In the records, find every line with the word "grouped" and copy it out.
....
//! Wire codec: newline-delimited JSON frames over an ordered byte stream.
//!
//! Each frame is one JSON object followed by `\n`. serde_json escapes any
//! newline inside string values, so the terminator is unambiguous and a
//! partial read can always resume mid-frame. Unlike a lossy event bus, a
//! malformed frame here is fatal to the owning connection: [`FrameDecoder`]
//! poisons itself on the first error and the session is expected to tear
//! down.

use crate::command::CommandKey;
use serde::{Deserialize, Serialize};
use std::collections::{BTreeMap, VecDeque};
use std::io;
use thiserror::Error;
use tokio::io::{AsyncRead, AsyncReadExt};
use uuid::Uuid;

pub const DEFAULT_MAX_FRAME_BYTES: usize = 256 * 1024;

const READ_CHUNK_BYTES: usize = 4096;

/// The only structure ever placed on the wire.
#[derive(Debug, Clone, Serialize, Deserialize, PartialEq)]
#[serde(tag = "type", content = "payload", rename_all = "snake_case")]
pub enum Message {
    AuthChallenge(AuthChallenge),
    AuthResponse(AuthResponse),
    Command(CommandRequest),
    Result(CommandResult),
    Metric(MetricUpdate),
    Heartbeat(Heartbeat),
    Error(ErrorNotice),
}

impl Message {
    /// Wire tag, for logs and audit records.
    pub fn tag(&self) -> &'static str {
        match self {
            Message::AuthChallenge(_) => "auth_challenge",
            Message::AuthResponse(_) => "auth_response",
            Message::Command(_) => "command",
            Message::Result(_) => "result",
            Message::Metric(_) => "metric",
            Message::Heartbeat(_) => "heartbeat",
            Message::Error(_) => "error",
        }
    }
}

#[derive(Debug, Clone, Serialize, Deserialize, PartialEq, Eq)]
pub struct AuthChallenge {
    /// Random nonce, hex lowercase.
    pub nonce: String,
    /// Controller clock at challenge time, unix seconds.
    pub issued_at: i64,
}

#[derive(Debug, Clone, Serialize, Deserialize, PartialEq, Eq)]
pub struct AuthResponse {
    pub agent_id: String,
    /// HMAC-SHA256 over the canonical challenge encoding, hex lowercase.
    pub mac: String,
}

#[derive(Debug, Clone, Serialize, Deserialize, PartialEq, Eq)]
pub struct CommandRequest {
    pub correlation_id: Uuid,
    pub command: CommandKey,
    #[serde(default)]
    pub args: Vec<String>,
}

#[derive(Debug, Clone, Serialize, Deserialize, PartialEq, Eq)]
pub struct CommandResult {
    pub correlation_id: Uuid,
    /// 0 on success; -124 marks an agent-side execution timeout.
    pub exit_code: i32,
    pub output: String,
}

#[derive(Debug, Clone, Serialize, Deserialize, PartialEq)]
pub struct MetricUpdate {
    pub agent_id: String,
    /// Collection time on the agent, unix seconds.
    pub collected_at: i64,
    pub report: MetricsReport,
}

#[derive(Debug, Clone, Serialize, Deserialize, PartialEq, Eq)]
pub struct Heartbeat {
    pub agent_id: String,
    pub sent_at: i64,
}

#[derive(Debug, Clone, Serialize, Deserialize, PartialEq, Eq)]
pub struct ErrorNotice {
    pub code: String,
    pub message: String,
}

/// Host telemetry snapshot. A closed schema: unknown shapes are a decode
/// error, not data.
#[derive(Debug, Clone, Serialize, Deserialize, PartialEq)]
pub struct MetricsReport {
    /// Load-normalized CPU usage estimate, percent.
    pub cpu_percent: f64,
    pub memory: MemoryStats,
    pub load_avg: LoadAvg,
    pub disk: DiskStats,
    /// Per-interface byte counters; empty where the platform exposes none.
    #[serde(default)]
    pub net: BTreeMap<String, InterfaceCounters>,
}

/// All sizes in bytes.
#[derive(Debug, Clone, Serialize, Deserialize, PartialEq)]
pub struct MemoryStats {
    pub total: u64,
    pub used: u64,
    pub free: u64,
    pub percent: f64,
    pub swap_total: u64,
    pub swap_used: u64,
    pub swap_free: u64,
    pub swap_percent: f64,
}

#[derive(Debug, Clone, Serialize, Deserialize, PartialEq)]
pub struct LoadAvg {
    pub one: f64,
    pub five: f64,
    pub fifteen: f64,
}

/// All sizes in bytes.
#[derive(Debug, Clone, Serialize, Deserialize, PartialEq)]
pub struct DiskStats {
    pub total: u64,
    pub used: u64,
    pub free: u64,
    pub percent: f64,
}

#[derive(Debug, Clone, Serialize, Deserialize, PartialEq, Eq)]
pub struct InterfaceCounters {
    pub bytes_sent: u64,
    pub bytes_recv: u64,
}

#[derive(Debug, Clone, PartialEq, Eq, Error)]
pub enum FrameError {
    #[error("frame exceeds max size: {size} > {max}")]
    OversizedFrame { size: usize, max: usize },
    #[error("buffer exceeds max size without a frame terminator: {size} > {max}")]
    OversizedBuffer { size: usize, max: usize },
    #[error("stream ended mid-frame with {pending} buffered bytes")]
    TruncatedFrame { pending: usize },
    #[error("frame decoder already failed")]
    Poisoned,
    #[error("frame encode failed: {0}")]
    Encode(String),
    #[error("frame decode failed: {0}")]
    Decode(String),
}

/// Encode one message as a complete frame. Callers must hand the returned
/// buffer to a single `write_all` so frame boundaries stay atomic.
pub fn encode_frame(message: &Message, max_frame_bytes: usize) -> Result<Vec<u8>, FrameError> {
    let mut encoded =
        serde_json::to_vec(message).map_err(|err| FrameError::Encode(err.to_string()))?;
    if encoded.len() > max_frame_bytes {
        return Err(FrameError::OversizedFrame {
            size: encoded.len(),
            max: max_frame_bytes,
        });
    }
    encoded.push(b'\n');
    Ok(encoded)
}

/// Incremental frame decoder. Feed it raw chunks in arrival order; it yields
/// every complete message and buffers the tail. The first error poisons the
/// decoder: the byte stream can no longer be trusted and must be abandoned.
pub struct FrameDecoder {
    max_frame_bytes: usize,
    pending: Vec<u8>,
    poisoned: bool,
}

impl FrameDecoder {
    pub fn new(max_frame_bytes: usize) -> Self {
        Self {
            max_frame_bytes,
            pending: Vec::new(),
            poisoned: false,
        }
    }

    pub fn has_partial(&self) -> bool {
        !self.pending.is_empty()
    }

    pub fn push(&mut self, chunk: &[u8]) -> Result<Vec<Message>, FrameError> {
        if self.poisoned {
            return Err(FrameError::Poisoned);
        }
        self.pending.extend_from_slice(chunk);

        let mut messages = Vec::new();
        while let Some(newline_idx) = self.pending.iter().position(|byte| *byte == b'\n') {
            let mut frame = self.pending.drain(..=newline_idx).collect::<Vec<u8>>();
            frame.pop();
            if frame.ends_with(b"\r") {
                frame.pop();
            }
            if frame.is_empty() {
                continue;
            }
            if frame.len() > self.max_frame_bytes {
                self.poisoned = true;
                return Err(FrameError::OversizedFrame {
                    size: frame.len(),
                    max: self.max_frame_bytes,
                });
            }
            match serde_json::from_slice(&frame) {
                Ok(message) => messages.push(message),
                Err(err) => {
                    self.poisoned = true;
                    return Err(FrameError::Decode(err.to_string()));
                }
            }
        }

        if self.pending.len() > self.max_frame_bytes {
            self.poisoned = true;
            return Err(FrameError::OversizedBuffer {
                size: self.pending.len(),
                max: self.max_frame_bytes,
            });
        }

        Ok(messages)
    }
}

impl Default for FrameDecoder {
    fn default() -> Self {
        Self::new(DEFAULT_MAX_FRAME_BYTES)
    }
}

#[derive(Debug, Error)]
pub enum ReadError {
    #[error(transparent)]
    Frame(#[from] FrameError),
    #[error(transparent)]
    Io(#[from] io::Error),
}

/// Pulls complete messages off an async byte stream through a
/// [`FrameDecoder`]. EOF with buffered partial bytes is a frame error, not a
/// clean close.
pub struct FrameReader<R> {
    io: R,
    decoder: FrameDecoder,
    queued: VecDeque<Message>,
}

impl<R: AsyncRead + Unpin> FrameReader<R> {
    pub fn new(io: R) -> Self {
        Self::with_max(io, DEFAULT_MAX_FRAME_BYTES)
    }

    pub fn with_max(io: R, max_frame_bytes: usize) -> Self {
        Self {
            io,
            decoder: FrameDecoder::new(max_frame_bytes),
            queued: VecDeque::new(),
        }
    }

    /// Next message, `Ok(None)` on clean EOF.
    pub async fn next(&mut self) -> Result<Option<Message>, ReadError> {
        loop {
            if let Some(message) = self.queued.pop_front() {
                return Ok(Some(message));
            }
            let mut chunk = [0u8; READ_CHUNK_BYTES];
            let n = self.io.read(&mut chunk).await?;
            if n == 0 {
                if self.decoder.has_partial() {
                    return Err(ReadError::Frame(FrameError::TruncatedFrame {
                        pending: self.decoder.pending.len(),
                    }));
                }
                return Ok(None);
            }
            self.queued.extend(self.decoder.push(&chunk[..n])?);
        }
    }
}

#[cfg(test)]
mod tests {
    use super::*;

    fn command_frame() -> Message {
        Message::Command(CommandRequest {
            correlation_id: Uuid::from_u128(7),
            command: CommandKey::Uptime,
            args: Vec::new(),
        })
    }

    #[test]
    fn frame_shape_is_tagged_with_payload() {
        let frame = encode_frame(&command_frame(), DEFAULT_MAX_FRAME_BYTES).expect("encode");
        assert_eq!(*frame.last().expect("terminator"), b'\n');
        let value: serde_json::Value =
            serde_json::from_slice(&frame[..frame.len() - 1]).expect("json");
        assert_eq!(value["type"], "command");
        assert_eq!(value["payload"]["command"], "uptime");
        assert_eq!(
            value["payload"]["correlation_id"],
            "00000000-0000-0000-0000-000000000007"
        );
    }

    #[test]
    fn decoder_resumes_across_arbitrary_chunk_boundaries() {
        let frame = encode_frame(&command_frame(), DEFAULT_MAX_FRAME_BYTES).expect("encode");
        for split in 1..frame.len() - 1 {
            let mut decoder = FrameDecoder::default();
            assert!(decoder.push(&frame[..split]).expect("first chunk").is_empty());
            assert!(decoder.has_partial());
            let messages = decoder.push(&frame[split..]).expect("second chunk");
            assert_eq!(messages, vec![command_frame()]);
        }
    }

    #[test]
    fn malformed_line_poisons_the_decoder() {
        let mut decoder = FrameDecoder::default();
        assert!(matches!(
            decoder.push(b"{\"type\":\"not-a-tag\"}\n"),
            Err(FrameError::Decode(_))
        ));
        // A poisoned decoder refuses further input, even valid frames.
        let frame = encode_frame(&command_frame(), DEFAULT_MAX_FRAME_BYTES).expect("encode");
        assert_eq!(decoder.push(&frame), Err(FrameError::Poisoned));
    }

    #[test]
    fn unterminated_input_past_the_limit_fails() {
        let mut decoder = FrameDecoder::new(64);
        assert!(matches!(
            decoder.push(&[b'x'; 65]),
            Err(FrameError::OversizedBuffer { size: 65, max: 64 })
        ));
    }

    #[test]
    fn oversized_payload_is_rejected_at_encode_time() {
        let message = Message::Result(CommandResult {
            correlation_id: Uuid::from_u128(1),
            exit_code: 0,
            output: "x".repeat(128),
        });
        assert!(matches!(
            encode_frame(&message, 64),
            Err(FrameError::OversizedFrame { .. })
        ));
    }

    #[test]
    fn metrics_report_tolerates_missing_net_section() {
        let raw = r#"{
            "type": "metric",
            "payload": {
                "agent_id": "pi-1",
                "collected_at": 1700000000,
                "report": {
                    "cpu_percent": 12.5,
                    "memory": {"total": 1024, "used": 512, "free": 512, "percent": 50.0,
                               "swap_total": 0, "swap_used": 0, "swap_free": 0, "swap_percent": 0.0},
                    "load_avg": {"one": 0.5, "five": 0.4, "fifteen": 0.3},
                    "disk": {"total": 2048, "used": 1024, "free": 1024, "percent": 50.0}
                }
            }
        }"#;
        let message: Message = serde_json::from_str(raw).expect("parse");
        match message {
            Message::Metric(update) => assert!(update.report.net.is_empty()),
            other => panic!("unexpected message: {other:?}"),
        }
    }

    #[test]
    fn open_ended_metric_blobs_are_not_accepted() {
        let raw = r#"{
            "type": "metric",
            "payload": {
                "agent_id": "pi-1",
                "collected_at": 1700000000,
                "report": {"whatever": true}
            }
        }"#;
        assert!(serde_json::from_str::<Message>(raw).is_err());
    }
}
....
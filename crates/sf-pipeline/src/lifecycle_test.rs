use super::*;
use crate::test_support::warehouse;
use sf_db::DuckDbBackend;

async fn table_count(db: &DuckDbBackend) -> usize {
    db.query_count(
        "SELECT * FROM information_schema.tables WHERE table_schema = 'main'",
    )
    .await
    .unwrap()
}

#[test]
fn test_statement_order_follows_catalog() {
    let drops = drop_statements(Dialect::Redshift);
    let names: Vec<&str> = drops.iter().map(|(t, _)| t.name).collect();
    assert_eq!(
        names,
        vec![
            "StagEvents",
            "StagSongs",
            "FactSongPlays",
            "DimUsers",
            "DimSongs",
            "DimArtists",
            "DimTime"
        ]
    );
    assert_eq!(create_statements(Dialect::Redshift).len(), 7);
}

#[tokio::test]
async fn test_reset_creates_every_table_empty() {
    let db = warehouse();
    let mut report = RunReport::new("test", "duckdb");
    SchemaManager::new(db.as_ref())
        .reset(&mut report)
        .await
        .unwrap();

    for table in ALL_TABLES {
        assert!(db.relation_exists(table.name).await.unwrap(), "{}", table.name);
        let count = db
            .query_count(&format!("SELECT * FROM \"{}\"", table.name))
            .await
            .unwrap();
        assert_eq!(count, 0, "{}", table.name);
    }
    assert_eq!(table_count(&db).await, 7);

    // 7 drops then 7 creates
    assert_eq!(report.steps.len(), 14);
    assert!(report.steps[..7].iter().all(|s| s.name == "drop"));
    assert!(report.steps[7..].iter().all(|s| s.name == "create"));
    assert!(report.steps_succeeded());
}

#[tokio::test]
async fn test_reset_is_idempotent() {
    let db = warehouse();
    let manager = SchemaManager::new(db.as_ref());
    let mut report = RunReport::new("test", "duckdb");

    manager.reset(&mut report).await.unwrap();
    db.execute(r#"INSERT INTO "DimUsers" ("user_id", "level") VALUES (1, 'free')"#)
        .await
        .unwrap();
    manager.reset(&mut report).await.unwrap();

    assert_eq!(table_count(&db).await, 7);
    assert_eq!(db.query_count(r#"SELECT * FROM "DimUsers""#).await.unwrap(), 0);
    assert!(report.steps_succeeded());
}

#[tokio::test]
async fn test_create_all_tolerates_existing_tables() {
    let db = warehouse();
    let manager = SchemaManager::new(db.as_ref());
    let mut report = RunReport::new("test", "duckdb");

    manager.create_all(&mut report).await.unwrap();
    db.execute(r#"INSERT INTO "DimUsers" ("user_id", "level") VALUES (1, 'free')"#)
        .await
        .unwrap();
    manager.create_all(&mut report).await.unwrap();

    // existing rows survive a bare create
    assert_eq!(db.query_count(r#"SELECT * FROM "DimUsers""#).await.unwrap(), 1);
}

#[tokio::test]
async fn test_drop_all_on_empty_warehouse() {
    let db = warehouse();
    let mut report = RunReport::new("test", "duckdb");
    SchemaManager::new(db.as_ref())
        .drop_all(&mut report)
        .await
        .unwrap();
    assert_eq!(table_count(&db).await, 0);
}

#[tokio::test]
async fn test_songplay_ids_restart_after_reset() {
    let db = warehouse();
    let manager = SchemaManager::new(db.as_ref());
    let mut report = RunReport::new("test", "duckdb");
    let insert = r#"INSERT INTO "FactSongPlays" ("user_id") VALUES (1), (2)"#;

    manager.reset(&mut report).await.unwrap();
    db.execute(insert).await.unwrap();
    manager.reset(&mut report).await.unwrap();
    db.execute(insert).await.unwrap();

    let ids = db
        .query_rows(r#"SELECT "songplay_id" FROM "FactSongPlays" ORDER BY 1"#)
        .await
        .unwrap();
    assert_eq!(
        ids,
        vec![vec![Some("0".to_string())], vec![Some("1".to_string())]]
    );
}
....
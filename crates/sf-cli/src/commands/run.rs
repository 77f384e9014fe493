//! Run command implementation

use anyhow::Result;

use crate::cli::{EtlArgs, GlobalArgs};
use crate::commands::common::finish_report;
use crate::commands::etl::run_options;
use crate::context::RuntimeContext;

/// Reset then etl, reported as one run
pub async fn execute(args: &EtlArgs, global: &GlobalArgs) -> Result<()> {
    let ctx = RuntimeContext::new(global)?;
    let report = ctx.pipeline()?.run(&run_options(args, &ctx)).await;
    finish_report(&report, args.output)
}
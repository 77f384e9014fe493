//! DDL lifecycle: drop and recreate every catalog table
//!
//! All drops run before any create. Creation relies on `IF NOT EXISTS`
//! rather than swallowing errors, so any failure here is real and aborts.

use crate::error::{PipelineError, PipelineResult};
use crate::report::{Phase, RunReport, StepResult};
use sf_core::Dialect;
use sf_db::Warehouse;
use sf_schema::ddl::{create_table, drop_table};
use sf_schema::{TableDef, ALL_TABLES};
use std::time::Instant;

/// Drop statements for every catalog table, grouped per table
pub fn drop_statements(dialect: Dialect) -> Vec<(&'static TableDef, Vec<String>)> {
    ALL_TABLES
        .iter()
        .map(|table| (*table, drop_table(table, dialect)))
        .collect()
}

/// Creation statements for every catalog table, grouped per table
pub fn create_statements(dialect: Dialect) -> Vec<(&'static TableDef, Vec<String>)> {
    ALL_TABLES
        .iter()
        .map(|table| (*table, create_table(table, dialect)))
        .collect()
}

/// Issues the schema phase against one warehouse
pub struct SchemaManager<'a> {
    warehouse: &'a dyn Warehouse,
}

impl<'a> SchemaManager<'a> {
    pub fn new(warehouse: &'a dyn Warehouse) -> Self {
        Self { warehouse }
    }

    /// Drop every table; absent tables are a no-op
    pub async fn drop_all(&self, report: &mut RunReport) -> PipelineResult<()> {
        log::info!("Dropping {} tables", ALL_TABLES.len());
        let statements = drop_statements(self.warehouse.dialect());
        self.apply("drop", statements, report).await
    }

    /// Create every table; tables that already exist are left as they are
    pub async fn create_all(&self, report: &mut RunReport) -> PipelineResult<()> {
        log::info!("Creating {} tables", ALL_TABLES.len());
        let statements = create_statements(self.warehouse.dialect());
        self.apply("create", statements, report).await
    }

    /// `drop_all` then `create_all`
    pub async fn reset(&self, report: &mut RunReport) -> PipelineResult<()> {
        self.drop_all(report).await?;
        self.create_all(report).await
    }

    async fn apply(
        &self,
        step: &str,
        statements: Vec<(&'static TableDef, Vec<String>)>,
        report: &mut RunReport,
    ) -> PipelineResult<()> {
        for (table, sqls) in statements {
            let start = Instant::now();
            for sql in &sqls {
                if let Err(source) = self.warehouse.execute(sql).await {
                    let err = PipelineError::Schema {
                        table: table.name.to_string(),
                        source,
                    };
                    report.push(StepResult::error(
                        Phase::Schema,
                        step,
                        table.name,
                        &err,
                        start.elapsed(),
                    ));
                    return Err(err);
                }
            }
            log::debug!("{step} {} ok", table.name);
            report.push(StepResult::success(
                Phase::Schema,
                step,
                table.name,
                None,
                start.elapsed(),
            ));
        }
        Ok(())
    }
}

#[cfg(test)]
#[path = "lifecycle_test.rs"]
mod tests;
....
- [Response area]:
/// Drop statements for every catalog table, grouped per table
/// Creation statements for every catalog table, grouped per table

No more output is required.